Work to complete –
State the number of lines in the records underneath where the word "TurnContent" turns up, and say nothing else.

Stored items
--
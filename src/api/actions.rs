//! Server actions: one endpoint per flow, answering with the envelope

use crate::core::envelope::Envelope;
use crate::core::error::FlowError;
use crate::core::flows::{conversation, diagnostics, explanation, insights, speech};
use crate::core::schemas::{
    ConversationalResponseInput, ConversationalResponseOutput, DiagnosticsInput,
    DiagnosticsOutput, InsightsInput, InsightsOutput, TextToSpeechInput, TextToSpeechOutput,
    VisualExplanationInput, VisualExplanationOutput, validate_value,
};
use crate::core::traits::ActionService;
use axum::extract::rejection::JsonRejection;
use axum::http::StatusCode;
use axum::routing::post;
use axum::{Json, Router};
use di_axum::Inject;
use log::warn;
use serde_json::Value;

type Reply<T> = (StatusCode, Json<Envelope<T>>);

pub fn router() -> Router {
    Router::new()
        .route("/conversational-response", post(conversational_response))
        .route("/diagnostics", post(get_diagnostics))
        .route("/insights", post(get_insights))
        .route("/text-to-speech", post(text_to_speech))
        .route("/explain", post(explain))
}

fn ok<T>(envelope: Envelope<T>) -> Reply<T> {
    (StatusCode::OK, Json(envelope))
}

/// Input that does not match its schema never reaches the flow.
fn rejected<T>(e: FlowError) -> Reply<T> {
    warn!("{e}");
    (
        StatusCode::UNPROCESSABLE_ENTITY,
        Json(Envelope::Failure(e.to_string())),
    )
}

/// A body that is not JSON at all still gets an envelope.
fn unreadable<T>(rejection: JsonRejection) -> Reply<T> {
    warn!("unreadable action body: {rejection}");
    (
        rejection.status(),
        Json(Envelope::Failure(rejection.body_text())),
    )
}

async fn conversational_response(
    Inject(actions): Inject<dyn ActionService>,
    body: Result<Json<Value>, JsonRejection>,
) -> Reply<ConversationalResponseOutput> {
    let Json(body) = match body {
        Ok(body) => body,
        Err(rejection) => return unreadable(rejection),
    };
    match validate_value::<ConversationalResponseInput>(conversation::FLOW, body) {
        Ok(input) => ok(actions.get_conversational_response(input).await),
        Err(e) => rejected(e),
    }
}

async fn get_diagnostics(
    Inject(actions): Inject<dyn ActionService>,
    body: Result<Json<Value>, JsonRejection>,
) -> Reply<DiagnosticsOutput> {
    let Json(body) = match body {
        Ok(body) => body,
        Err(rejection) => return unreadable(rejection),
    };
    match validate_value::<DiagnosticsInput>(diagnostics::FLOW, body) {
        Ok(input) => ok(actions.get_diagnostics(input).await),
        Err(e) => rejected(e),
    }
}

async fn get_insights(
    Inject(actions): Inject<dyn ActionService>,
    body: Result<Json<Value>, JsonRejection>,
) -> Reply<InsightsOutput> {
    let Json(body) = match body {
        Ok(body) => body,
        Err(rejection) => return unreadable(rejection),
    };
    match validate_value::<InsightsInput>(insights::FLOW, body) {
        Ok(input) => ok(actions.get_insights(input).await),
        Err(e) => rejected(e),
    }
}

async fn text_to_speech(
    Inject(actions): Inject<dyn ActionService>,
    body: Result<Json<Value>, JsonRejection>,
) -> Reply<TextToSpeechOutput> {
    let Json(body) = match body {
        Ok(body) => body,
        Err(rejection) => return unreadable(rejection),
    };
    match validate_value::<TextToSpeechInput>(speech::FLOW, body) {
        Ok(input) => ok(actions.text_to_speech(input).await),
        Err(e) => rejected(e),
    }
}

async fn explain(
    Inject(actions): Inject<dyn ActionService>,
    body: Result<Json<Value>, JsonRejection>,
) -> Reply<VisualExplanationOutput> {
    let Json(body) = match body {
        Ok(body) => body,
        Err(rejection) => return unreadable(rejection),
    };
    match validate_value::<VisualExplanationInput>(explanation::FLOW, body) {
        Ok(input) => ok(actions.explain(input).await),
        Err(e) => rejected(e),
    }
}
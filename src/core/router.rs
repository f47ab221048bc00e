//! Intent routing: from the conversational flow's advisory `action` field to a
//! typed intent, and from a resolved intent to the panel the client renders.

use crate::core::equipment::{Equipment, EquipmentStatus, MaintenanceEvent, Sensor};
use crate::core::error::ResolveError;
use crate::core::schemas::{ActionKind, ConversationalResponseOutput, DiagnosticsOutput};
use chrono::{DateTime, Utc};
use log::warn;
use serde::Serialize;
use uuid::Uuid;

pub const DRONE_WORK_ORDER: &str = "78345";
pub const DRONE_STATUS: &str = "En route to warehouse";
pub const DRONE_ETA: &str = "12 minutes";

pub const BAG_SECTOR: &str = "Sector 7";
pub const BAG_LANDMARK: &str = "near the main assembly line";

pub const FIND_BAG_PROMPT: &str =
    "I can help with that. Please enter the ID of the bag you are looking for in the dialog.";
pub const EXPLANATION_PENDING: &str = "Generating explanation...";

/// An equipment reference as named by the model.
#[derive(Debug, Clone, PartialEq, Eq)]
pub struct EquipmentRef {
    pub id: String,
    pub name: String,
}

/// A classified user intent, carrying exactly what its side effect needs.
#[derive(Debug, Clone, PartialEq, Eq)]
pub enum ActionIntent {
    None,
    Status(Option<EquipmentRef>),
    Report(Option<EquipmentRef>),
    Diagnostics(Option<EquipmentRef>),
    Insights(Option<EquipmentRef>),
    Order,
    Drone,
    FindBag,
    Explanation { topic: String },
}

impl ActionIntent {
    pub fn from_output(output: &ConversationalResponseOutput) -> Self {
        let target = output.target_equipment.as_ref().map(|snapshot| EquipmentRef {
            id: snapshot.id.clone(),
            name: snapshot.name.clone(),
        });

        match output.action.unwrap_or(ActionKind::None) {
            ActionKind::None => ActionIntent::None,
            ActionKind::Status => ActionIntent::Status(target),
            ActionKind::Report => ActionIntent::Report(target),
            ActionKind::Diagnostics => ActionIntent::Diagnostics(target),
            ActionKind::Insights => ActionIntent::Insights(target),
            ActionKind::Order => ActionIntent::Order,
            ActionKind::Drone => ActionIntent::Drone,
            ActionKind::FindBag => ActionIntent::FindBag,
            ActionKind::Explanation => match output.action_topic.as_deref().map(str::trim) {
                Some(topic) if !topic.is_empty() => ActionIntent::Explanation {
                    topic: topic.to_owned(),
                },
                _ => {
                    warn!("explanation intent without a topic, ignoring");
                    ActionIntent::None
                }
            },
        }
    }

    pub fn target(&self) -> Option<&EquipmentRef> {
        match self {
            ActionIntent::Status(target)
            | ActionIntent::Report(target)
            | ActionIntent::Diagnostics(target)
            | ActionIntent::Insights(target) => target.as_ref(),
            _ => None,
        }
    }

    /// Whether the side effect operates on a specific piece of equipment.
    pub fn needs_equipment(&self) -> bool {
        matches!(
            self,
            ActionIntent::Status(_)
                | ActionIntent::Report(_)
                | ActionIntent::Diagnostics(_)
                | ActionIntent::Insights(_)
        )
    }
}

/// Looks `reference` up by id first, then by case-insensitive name.
pub fn resolve<'a>(
    reference: &EquipmentRef,
    fleet: &'a [Equipment],
) -> Result<&'a Equipment, ResolveError> {
    fleet
        .iter()
        .find(|equipment| equipment.matches(&reference.id))
        .or_else(|| fleet.iter().find(|equipment| equipment.matches(&reference.name)))
        .ok_or_else(|| ResolveError::EquipmentNotResolved(reference.id.clone()))
}

/// Resolves `reference`, falling back to the previously selected equipment
/// when it is absent or unknown.
pub fn resolve_or_previous<'a>(
    reference: Option<&EquipmentRef>,
    fleet: &'a [Equipment],
    previous: Option<&str>,
) -> Option<&'a Equipment> {
    let previous = || previous.and_then(|id| fleet.iter().find(|equipment| equipment.id == id));

    match reference {
        Some(reference) => resolve(reference, fleet).ok().or_else(|| {
            warn!(
                "{}, falling back to previous selection {:?}",
                ResolveError::EquipmentNotResolved(reference.id.clone()),
                previous().map(|equipment| &equipment.id)
            );
            previous()
        }),
        None => previous(),
    }
}

#[derive(Debug, Clone, PartialEq, Serialize)]
#[serde(rename_all = "camelCase")]
pub struct RecommendedPart {
    pub name: String,
    pub part_number: String,
    pub quantity: u32,
}

impl Default for RecommendedPart {
    fn default() -> Self {
        RecommendedPart {
            name: "Spindle Motor Bearing".to_owned(),
            part_number: "SKF-6205-2RS".to_owned(),
            quantity: 1,
        }
    }
}

#[derive(Debug, Clone, PartialEq, Serialize)]
#[serde(rename_all = "camelCase")]
pub struct DroneDispatch {
    pub work_order: String,
    pub status: String,
    pub eta: String,
}

impl Default for DroneDispatch {
    fn default() -> Self {
        DroneDispatch {
            work_order: DRONE_WORK_ORDER.to_owned(),
            status: DRONE_STATUS.to_owned(),
            eta: DRONE_ETA.to_owned(),
        }
    }
}

#[derive(Debug, Clone, PartialEq, Serialize)]
#[serde(rename_all = "camelCase")]
pub struct BagLocation {
    pub bag_id: String,
    pub sector: String,
    pub landmark: String,
    pub message: String,
}

impl BagLocation {
    pub fn located(bag_id: &str) -> Self {
        BagLocation {
            bag_id: bag_id.to_owned(),
            sector: BAG_SECTOR.to_owned(),
            landmark: BAG_LANDMARK.to_owned(),
            message: format!("We've located bag {bag_id} in {BAG_SECTOR}, {BAG_LANDMARK}."),
        }
    }
}

#[derive(Debug, Clone, Copy, PartialEq, Eq, Serialize)]
pub enum EmergencyStatus {
    Dispatching,
    #[serde(rename = "En Route")]
    EnRoute,
}

/// An emergency drone sent to the user's location.
#[derive(Debug, Clone, PartialEq, Serialize)]
#[serde(rename_all = "camelCase")]
pub struct EmergencyOrder {
    pub id: String,
    pub created_at: DateTime<Utc>,
    pub status: EmergencyStatus,
}

impl EmergencyOrder {
    /// A new `ED-<n>` order, still dispatching.
    pub fn dispatch() -> Self {
        EmergencyOrder {
            id: format!("ED-{}", Uuid::new_v4().as_u128() % 10_000),
            created_at: Utc::now(),
            status: EmergencyStatus::Dispatching,
        }
    }
}

/// What the client renders next to the conversation after a turn.
#[derive(Debug, Clone, PartialEq, Serialize)]
#[serde(tag = "type", rename_all = "camelCase")]
pub enum Panel {
    #[serde(rename_all = "camelCase")]
    Status {
        equipment_id: String,
        equipment_name: String,
        status: EquipmentStatus,
        sensors: Vec<Sensor>,
    },
    #[serde(rename_all = "camelCase")]
    NoLiveData {
        equipment_id: String,
        equipment_name: String,
        message: String,
    },
    #[serde(rename_all = "camelCase")]
    MaintenanceLog {
        equipment_id: String,
        equipment_name: String,
        entries: Vec<MaintenanceEvent>,
    },
    #[serde(rename_all = "camelCase")]
    Diagnostics {
        equipment_id: String,
        report: DiagnosticsOutput,
    },
    #[serde(rename_all = "camelCase")]
    Insights {
        equipment_id: String,
        insights: String,
    },
    OrderPrompt {
        part: RecommendedPart,
    },
    DroneDispatch {
        dispatch: DroneDispatch,
    },
    FindBagDialog,
}

impl Panel {
    pub fn status(equipment: &Equipment) -> Self {
        if equipment.sensors.is_empty() {
            return Panel::NoLiveData {
                equipment_id: equipment.id.clone(),
                equipment_name: equipment.name.clone(),
                message: format!("No live sensor data is available for {}.", equipment.name),
            };
        }

        Panel::Status {
            equipment_id: equipment.id.clone(),
            equipment_name: equipment.name.clone(),
            status: equipment.status,
            sensors: equipment.sensors.clone(),
        }
    }

    pub fn maintenance_log(equipment: &Equipment) -> Self {
        Panel::MaintenanceLog {
            equipment_id: equipment.id.clone(),
            equipment_name: equipment.name.clone(),
            entries: equipment.maintenance_log.clone(),
        }
    }
}
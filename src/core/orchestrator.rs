//! Turn handling for a chat session.
//!
//! A turn appends the user message, asks the conversational flow for a reply,
//! speaks it, and then performs the single side effect routed from the reply's
//! intent. Flow failures never abort a turn: they degrade to an inline apology
//! and a toast.

use crate::config::AppConfig;
use crate::core::conversation::{ConversationTurn, Role, TurnContent};
use crate::core::equipment::Equipment;
use crate::core::envelope::Envelope;
use crate::core::error::SessionError;
use crate::core::router::{
    self, ActionIntent, BagLocation, DroneDispatch, EXPLANATION_PENDING, EmergencyOrder,
    FIND_BAG_PROMPT, Panel, RecommendedPart,
};
use crate::core::schemas::{
    ConversationalResponseInput, DiagnosticsInput, InsightsInput, TextToSpeechInput,
    VisualExplanationInput,
};
use crate::core::session::{ChatSession, EmergencyConfirmation, FindBagState, Toast, TurnOutcome};
use crate::core::speech_input::{SpeechEvent, SpeechInputProvider};
use crate::core::traits::ActionService;
use crate::infrastructure::traits::EquipmentRepository;
use log::{debug, error, info, warn};

pub const GREETING: &str = "Hello! I'm your factory AI assistant. You can ask me things like \
'What is the status of CNC-001?' or 'Show me the maintenance log for the main conveyor belt.'";

pub struct Orchestrator<'a> {
    actions: &'a dyn ActionService,
    equipment: &'a dyn EquipmentRepository,
    config: &'a AppConfig,
}

impl<'a> Orchestrator<'a> {
    pub fn new(
        actions: &'a dyn ActionService,
        equipment: &'a dyn EquipmentRepository,
        config: &'a AppConfig,
    ) -> Self {
        Orchestrator {
            actions,
            equipment,
            config,
        }
    }

    /// Greets and preselects the first piece of equipment in the store.
    pub async fn open(&self, session: &mut ChatSession) -> Result<(), SessionError> {
        session.log.append(ConversationTurn::new(
            Role::Assistant,
            TurnContent::text(GREETING),
        ));

        let fleet = self.equipment.list_equipment().await?;
        if let Some(first) = fleet.first() {
            session.selected_equipment_id = Some(first.id.clone());
            session.panel = Some(Panel::status(first));
        }
        Ok(())
    }

    pub async fn handle_user_message(
        &self,
        session: &mut ChatSession,
        text: &str,
    ) -> Result<TurnOutcome, SessionError> {
        let text = text.trim();
        if text.is_empty() {
            return Err(SessionError::EmptyMessage);
        }

        let mut outcome = TurnOutcome::default();
        let user_turn = ConversationTurn::new(Role::User, TurnContent::text(text));
        outcome.turns.push(session.log.append(user_turn).clone());

        let reply = self
            .actions
            .get_conversational_response(ConversationalResponseInput {
                user_input: text.to_owned(),
                selected_equipment_id: session.selected_equipment_id.clone(),
            })
            .await;

        let output = match reply {
            Envelope::Success(output) => output,
            Envelope::Failure(message) => {
                let apology = format!("Sorry, I encountered an error: {message}");
                let turn = ConversationTurn::new(Role::Assistant, TurnContent::text(apology));
                outcome.turns.push(session.log.append(turn).clone());
                outcome.toasts.push(Toast::destructive("Error", message));
                outcome.selected_equipment_id = session.selected_equipment_id.clone();
                return Ok(outcome);
            }
        };

        let language = output.language_code.as_deref();
        if !output.response.trim().is_empty() {
            self.say(session, &mut outcome, &output.response, language)
                .await;
        }

        let intent = ActionIntent::from_output(&output);
        debug!("session {} routed to {intent:?}", session.id);

        let equipment = if intent.needs_equipment() {
            let fleet = match self.equipment.list_equipment().await {
                Ok(fleet) => fleet,
                Err(e) => {
                    error!("equipment store unavailable for {intent:?}: {e}");
                    outcome.toasts.push(Toast::destructive(
                        "Equipment Error",
                        "Failed to load equipment data.",
                    ));
                    outcome.selected_equipment_id = session.selected_equipment_id.clone();
                    return Ok(outcome);
                }
            };
            let resolved = router::resolve_or_previous(
                intent.target(),
                &fleet,
                session.selected_equipment_id.as_deref(),
            )
            .cloned();
            if resolved.is_none() {
                warn!("no equipment to act on for {intent:?}");
            }
            resolved
        } else {
            None
        };
        if let Some(equipment) = &equipment {
            session.selected_equipment_id = Some(equipment.id.clone());
        }

        let panel = match (intent, equipment) {
            (ActionIntent::None, _) => None,
            (ActionIntent::Status(_), Some(equipment)) => Some(Panel::status(&equipment)),
            (ActionIntent::Report(_), Some(equipment)) => Some(Panel::maintenance_log(&equipment)),
            (ActionIntent::Diagnostics(_), Some(equipment)) => {
                self.diagnose(&equipment, &mut outcome).await
            }
            (ActionIntent::Insights(_), Some(equipment)) => {
                self.insights(&equipment, &mut outcome).await
            }
            (ActionIntent::Order, _) => {
                let part = RecommendedPart::default();
                session.pending_order = Some(part.clone());
                Some(Panel::OrderPrompt { part })
            }
            (ActionIntent::Drone, _) => Some(Panel::DroneDispatch {
                dispatch: DroneDispatch::default(),
            }),
            (ActionIntent::FindBag, _) => {
                session.find_bag = FindBagState::AwaitingId;
                // the prompt is fixed English text
                self.say(session, &mut outcome, FIND_BAG_PROMPT, None).await;
                Some(Panel::FindBagDialog)
            }
            (ActionIntent::Explanation { topic }, _) => {
                self.explain(session, &mut outcome, topic).await;
                None
            }
            (_, None) => None,
        };

        if panel.is_some() {
            session.panel = panel.clone();
        }
        outcome.panel = panel;
        outcome.selected_equipment_id = session.selected_equipment_id.clone();
        Ok(outcome)
    }

    /// Appends an assistant text turn, spoken when configured.
    async fn say(
        &self,
        session: &mut ChatSession,
        outcome: &mut TurnOutcome,
        text: &str,
        language_code: Option<&str>,
    ) {
        let audio = if self.config.speak_responses {
            self.speak(text, language_code, outcome).await
        } else {
            None
        };

        let turn = ConversationTurn::new(Role::Assistant, TurnContent::text(text)).with_audio(audio);
        outcome.turns.push(session.log.append(turn).clone());
    }

    async fn speak(
        &self,
        text: &str,
        language_code: Option<&str>,
        outcome: &mut TurnOutcome,
    ) -> Option<String> {
        let speech = self
            .actions
            .text_to_speech(TextToSpeechInput {
                text: text.to_owned(),
                language_code: language_code.map(str::to_owned),
            })
            .await;

        match speech {
            Envelope::Success(output) => Some(output.audio),
            Envelope::Failure(message) => {
                error!("TTS Error: {message}");
                outcome.toasts.push(Toast::destructive(
                    "Audio Error",
                    "Failed to generate audio for the response.",
                ));
                None
            }
        }
    }

    async fn diagnose(&self, equipment: &Equipment, outcome: &mut TurnOutcome) -> Option<Panel> {
        let result = self
            .actions
            .get_diagnostics(DiagnosticsInput {
                sensor_data: equipment.sensor_values(),
                equipment_type: equipment.kind.clone(),
            })
            .await;

        match result {
            Envelope::Success(report) => Some(Panel::Diagnostics {
                equipment_id: equipment.id.clone(),
                report,
            }),
            Envelope::Failure(message) => {
                outcome
                    .toasts
                    .push(Toast::destructive("Diagnostics Error", message));
                None
            }
        }
    }

    async fn insights(&self, equipment: &Equipment, outcome: &mut TurnOutcome) -> Option<Panel> {
        let result = self
            .actions
            .get_insights(InsightsInput {
                equipment_id: equipment.id.clone(),
            })
            .await;

        match result {
            Envelope::Success(output) => Some(Panel::Insights {
                equipment_id: equipment.id.clone(),
                insights: output.insights,
            }),
            Envelope::Failure(message) => {
                outcome
                    .toasts
                    .push(Toast::destructive("Insights Error", message));
                None
            }
        }
    }

    /// Shows a placeholder, then replaces it in place with the explanation.
    async fn explain(&self, session: &mut ChatSession, outcome: &mut TurnOutcome, topic: String) {
        let placeholder = ConversationTurn::new(
            Role::Assistant,
            TurnContent::Pending {
                text: EXPLANATION_PENDING.to_owned(),
            },
        );
        let placeholder_id = session.log.append(placeholder).id;

        let content = match self.actions.explain(VisualExplanationInput { topic }).await {
            Envelope::Success(explanation) => TurnContent::Explanation { explanation },
            Envelope::Failure(message) => TurnContent::text(format!(
                "Sorry, I failed to create an explanation. {message}"
            )),
        };

        if let Some(turn) = session.log.resolve_pending(placeholder_id, content) {
            outcome.turns.push(turn.clone());
        }
    }

    pub async fn select_equipment(
        &self,
        session: &mut ChatSession,
        equipment_id: &str,
    ) -> Result<(), SessionError> {
        let equipment = self
            .equipment
            .find_equipment(equipment_id)
            .await?
            .ok_or_else(|| SessionError::UnknownEquipment(equipment_id.to_owned()))?;

        session.selected_equipment_id = Some(equipment.id.clone());
        session.panel = Some(Panel::status(&equipment));
        Ok(())
    }

    /// Claims the open bag dialog for `bag_id`. The search delay is waited
    /// out by the caller, without holding the session.
    pub fn begin_bag_search(
        &self,
        session: &mut ChatSession,
        bag_id: &str,
    ) -> Result<String, SessionError> {
        let bag_id = bag_id.trim();
        if bag_id.is_empty() {
            return Err(SessionError::EmptyBagId);
        }
        if session.find_bag != FindBagState::AwaitingId {
            return Err(SessionError::NoBagSearch);
        }

        session.find_bag = FindBagState::Searching {
            bag_id: bag_id.to_owned(),
        };
        Ok(bag_id.to_owned())
    }

    /// Reveals the bag's location. A dialog reopened during the search keeps
    /// its new state.
    pub fn finish_bag_search(&self, session: &mut ChatSession, bag_id: &str) -> BagLocation {
        let location = BagLocation::located(bag_id);
        if matches!(&session.find_bag, FindBagState::Searching { bag_id: searching } if searching == bag_id)
        {
            session.find_bag = FindBagState::Located {
                location: location.clone(),
            };
        }
        location
    }

    /// Creates an emergency drone order, replacing any earlier one.
    pub fn confirm_emergency(&self, session: &mut ChatSession) -> EmergencyConfirmation {
        let order = EmergencyOrder::dispatch();
        info!("session {} dispatched emergency order {}", session.id, order.id);
        session.emergency_order = Some(order.clone());

        let toast = Toast::notice(
            "Emergency Confirmed",
            format!("Drone dispatch order {} has been created.", order.id),
        );
        EmergencyConfirmation { order, toast }
    }

    pub fn confirm_order(&self, session: &mut ChatSession) -> Result<ConversationTurn, SessionError> {
        let part = session
            .pending_order
            .take()
            .ok_or(SessionError::NoPendingOrder)?;

        if matches!(session.panel, Some(Panel::OrderPrompt { .. })) {
            session.panel = None;
        }

        let confirmation = format!(
            "Order confirmed: {} x {} (part {}). The part has been requested from the warehouse.",
            part.quantity, part.name, part.part_number
        );
        let turn = ConversationTurn::new(Role::Assistant, TurnContent::text(confirmation));
        Ok(session.log.append(turn).clone())
    }

    /// Feeds recognized speech through the normal message path until the
    /// provider ends.
    pub async fn listen(
        &self,
        session: &mut ChatSession,
        input: &mut dyn SpeechInputProvider,
    ) -> Result<TurnOutcome, SessionError> {
        let mut combined = TurnOutcome::default();

        if let Err(e) = input.start().await {
            combined
                .toasts
                .push(Toast::destructive("Not supported", e.to_string()));
            return Ok(combined);
        }

        while let Some(event) = input.next_event().await {
            match event {
                SpeechEvent::Transcript(transcript) => {
                    match self.handle_user_message(session, &transcript).await {
                        Ok(outcome) => {
                            combined.turns.extend(outcome.turns);
                            combined.toasts.extend(outcome.toasts);
                            if outcome.panel.is_some() {
                                combined.panel = outcome.panel;
                            }
                        }
                        Err(SessionError::EmptyMessage) => {}
                        Err(e) => {
                            input.stop().await;
                            return Err(e);
                        }
                    }
                }
                SpeechEvent::Error(message) => {
                    error!("Speech recognition error: {message}");
                    combined
                        .toasts
                        .push(Toast::destructive("Speech Recognition Error", message));
                }
                SpeechEvent::Ended => break,
            }
        }

        input.stop().await;
        combined.selected_equipment_id = session.selected_equipment_id.clone();
        Ok(combined)
    }
}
--
Written solution –
9